During the last five years, none of the Reporting Persons has been convicted in a criminal proceeding (excluding traffic violations or similar misdemeanors) or been a party to a civil proceeding of a judicial or administrative body of competent jurisdiction as a result of which such Reporting Person was or is subject to a judgment, decree or final order enjoining future violations of, or prohibiting or mandating activities subject to, federal or state securities laws or finding any violation with respect to such laws.

 

ITEM 3. SOURCE AND AMOUNT OF FUNDS OR OTHER CONSIDERATION.

Item 3 of this Schedule 13D is hereby amended to add the following information:

On March 9, 2012, Zoo Entertainment, Zoo Games, Inc., a Delaware corporation (“Zoo Games”), Zoo Publishing, Inc., a New Jersey corporation (“Zoo Publishing”), and indiePub, Inc., a Delaware corporation, as borrowers (collectively, the “Borrowers”), entered into a Loan and Security Agreement (the “Loan Agreement”) with MMB, as lender, pursuant to which MMB agreed to provide the Borrowers with loans in an aggregate principal amount of up to $4,381,110, subject to the terms and conditions of the Loan Agreement. The Borrowers borrowed $2,414,158 under the Loan Agreement on March 9, 2012, and another $688,680 under the Loan Agreement on March 13, 2012. They are expected (but not required) to borrow the remaining $1,278,272 in one or more drawdowns on or before September 30, 2012, subject to the terms and conditions of the Loan Agreement. Under those terms and conditions, the Lender may refuse to fund any such drawdown if the Lender disapproves, in its sole and absolute discretion, with the Borrowers’ proposed use of the proceeds from such drawdown.

 


CUSIP No. 98978F108    SCHEDULE 13D/A    PAGE 9 OF 13 PAGES

 

The loans under the Loan Agreement bear interest at the rate of 10% per annum, which increases to 18% per annum upon the occurrence of an event of default under the Loan Agreement. The loans under the Loan Agreement mature on March 31, 2014, unless such maturity is accelerated after the occurrence of an event of default under the Loan Agreement. The Borrowers’ obligations under the Loan Agreement are secured by substantially all of the assets of the Borrowers.

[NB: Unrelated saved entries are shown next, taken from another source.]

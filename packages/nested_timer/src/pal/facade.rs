use std::fmt::{self, Debug};
use std::time::Duration;

#[cfg(test)]
use crate::pal::FakePlatform;
use crate::pal::{Platform, RealPlatform};

/// Dispatches to the real clock or, in tests, to a fake one.
pub(crate) enum PlatformFacade {
    Real(RealPlatform),

    #[cfg(test)]
    Fake(FakePlatform),
}

impl PlatformFacade {
    pub(crate) fn real() -> Self {
        Self::Real(RealPlatform::new())
    }

    #[cfg(test)]
    pub(crate) fn fake(platform: FakePlatform) -> Self {
        Self::Fake(platform)
    }
}

impl Platform for PlatformFacade {
    fn now(&self) -> Duration {
        match self {
            Self::Real(p) => p.now(),
            #[cfg(test)]
            Self::Fake(p) => p.now(),
        }
    }
}

impl Debug for PlatformFacade {
    fn fmt(&self, f: &mut fmt::Formatter<'_>) -> fmt::Result {
        match self {
            Self::Real(p) => p.fmt(f),
            #[cfg(test)]
            Self::Fake(p) => p.fmt(f),
        }
    }
}
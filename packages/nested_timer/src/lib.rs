#![cfg_attr(coverage_nightly, feature(coverage_attribute))]

//! Wall-clock timing of nested named operations, with running statistics per operation name
//! and per nesting path.
//!
//! The core functionality includes:
//! - [`Timer`] - One measurement session: starts and stops events, aggregates durations
//! - [`Span`] - Stops its event when dropped, for scope-based measurement
//! - [`Summary`] - Running mean and population standard deviation for one key
//! - [`Report`] - Sorted snapshot of all summaries, printable as a text block
//!
//! This package is meant for benchmarks and experiments, not for production telemetry.
//!
//! # Nesting and aggregation keys
//!
//! Every event has a short name and a full path. The full path is the name prefixed with the
//! full path of the innermost event that was open when it started, joined with `.`. When an
//! event stops, its duration is recorded under the full path and, if that differs from the
//! name, under the name as well. The same inner operation can thus be analyzed both in
//! aggregate (`XOR`) and per calling context (`XOR_TOTAL.XOR`).
//!
//! ```
//! use nested_timer::Timer;
//!
//! let timer = Timer::builder().echo(false).build();
//!
//! let data = vec![0x5a_u8; 4096];
//!
//! for _ in 0..3 {
//!     timer.measure("XOR", || data.iter().fold(0, |acc, b| acc ^ b)).unwrap();
//! }
//!
//! timer
//!     .measure("XOR_TOTAL", || {
//!         timer.measure("XOR", || data.iter().fold(0, |acc, b| acc ^ b))
//!     })
//!     .unwrap()
//!     .unwrap();
//!
//! let report = timer.report().unwrap();
//! assert_eq!(report.get("XOR").unwrap().count(), 4);
//! assert_eq!(report.get("XOR_TOTAL.XOR").unwrap().count(), 1);
//!
//! // Prints the "Total" block with one line per key, sorted by key.
//! report.print_to_stdout();
//! ```
//!
//! # Stack discipline
//!
//! Events must be stopped innermost first. Stopping any other event is a programming error
//! reported as [`Error::StackDiscipline`] and leaves the timer unchanged. Asking for a report
//! while events are open is refused with [`Error::UnbalancedSession`].
//!
//! [`Timer::measure()`] and [`Timer::span()`] take care of the ordering for you, including
//! when the measured code panics.
//!
//! # Resolution
//!
//! Durations are measured with a monotonic clock and recorded in whole milliseconds.
//!
//! # Threading
//!
//! A [`Timer`] is single-threaded (`!Sync`). Use one timer per thread of measurement.

mod builder;
mod error;
mod event;
mod output;
mod pal;
mod registry;
mod report;
mod span;
mod stack;
mod summary;
mod timer;

pub use builder::TimerBuilder;
pub use error::Error;
pub(crate) use error::Result;
pub use event::{CompletedEvent, EventHandle};
pub use report::Report;
pub use span::Span;
pub use summary::Summary;
pub use timer::Timer;

/// Default minimum width of the name column in event lines and reports.
pub const DEFAULT_NAME_WIDTH: usize = 40;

Under the Loan Agreement, MMB may, at any time and from time to time, elect to convert all or any portion of the amounts owed under the Loan Agreement (including outstanding principal, accrued and unpaid interest, and unreimbursed costs owed by the Borrowers to MMB) into shares of Common Stock at the conversion price of $0.40 per share, subject to adjustment for stock dividends and other similar transactions. If the entire current outstanding principal balance of $3,102,838 were converted into shares of Common Stock pursuant to the Loan Agreement, MMB would receive, in the aggregate, 7,757,095 shares of Common Stock, subject to adjustment for stock dividends and other similar transactions. If the Borrowers were to borrow the entire principal amount of $4,381,110 that the Borrowers are permitted to borrow under the Loan Agreement, and that entire principal amount were converted into shares of Common Stock pursuant to the Loan Agreement, MMB would receive, in the aggregate, 10,952,775 shares of Common Stock, subject to adjustment for stock dividends and other similar transactions. The actual number of shares (if any) that MMB will receive in connection with such conversions (if any) may be higher or lower depending upon, among other factors, (i) whether MMB elects to convert less than the full amount that MMB is entitled to convert under the Loan Agreement, (ii) whether the Borrowers borrow less than the full amount that they are permitted to borrow under the Loan Agreement, and (iii) whether any accrued or unpaid interest or unreimbursed costs owed by the Borrowers to MMB is capitalized from time to time into the loan balance instead of paid to MMB in cash.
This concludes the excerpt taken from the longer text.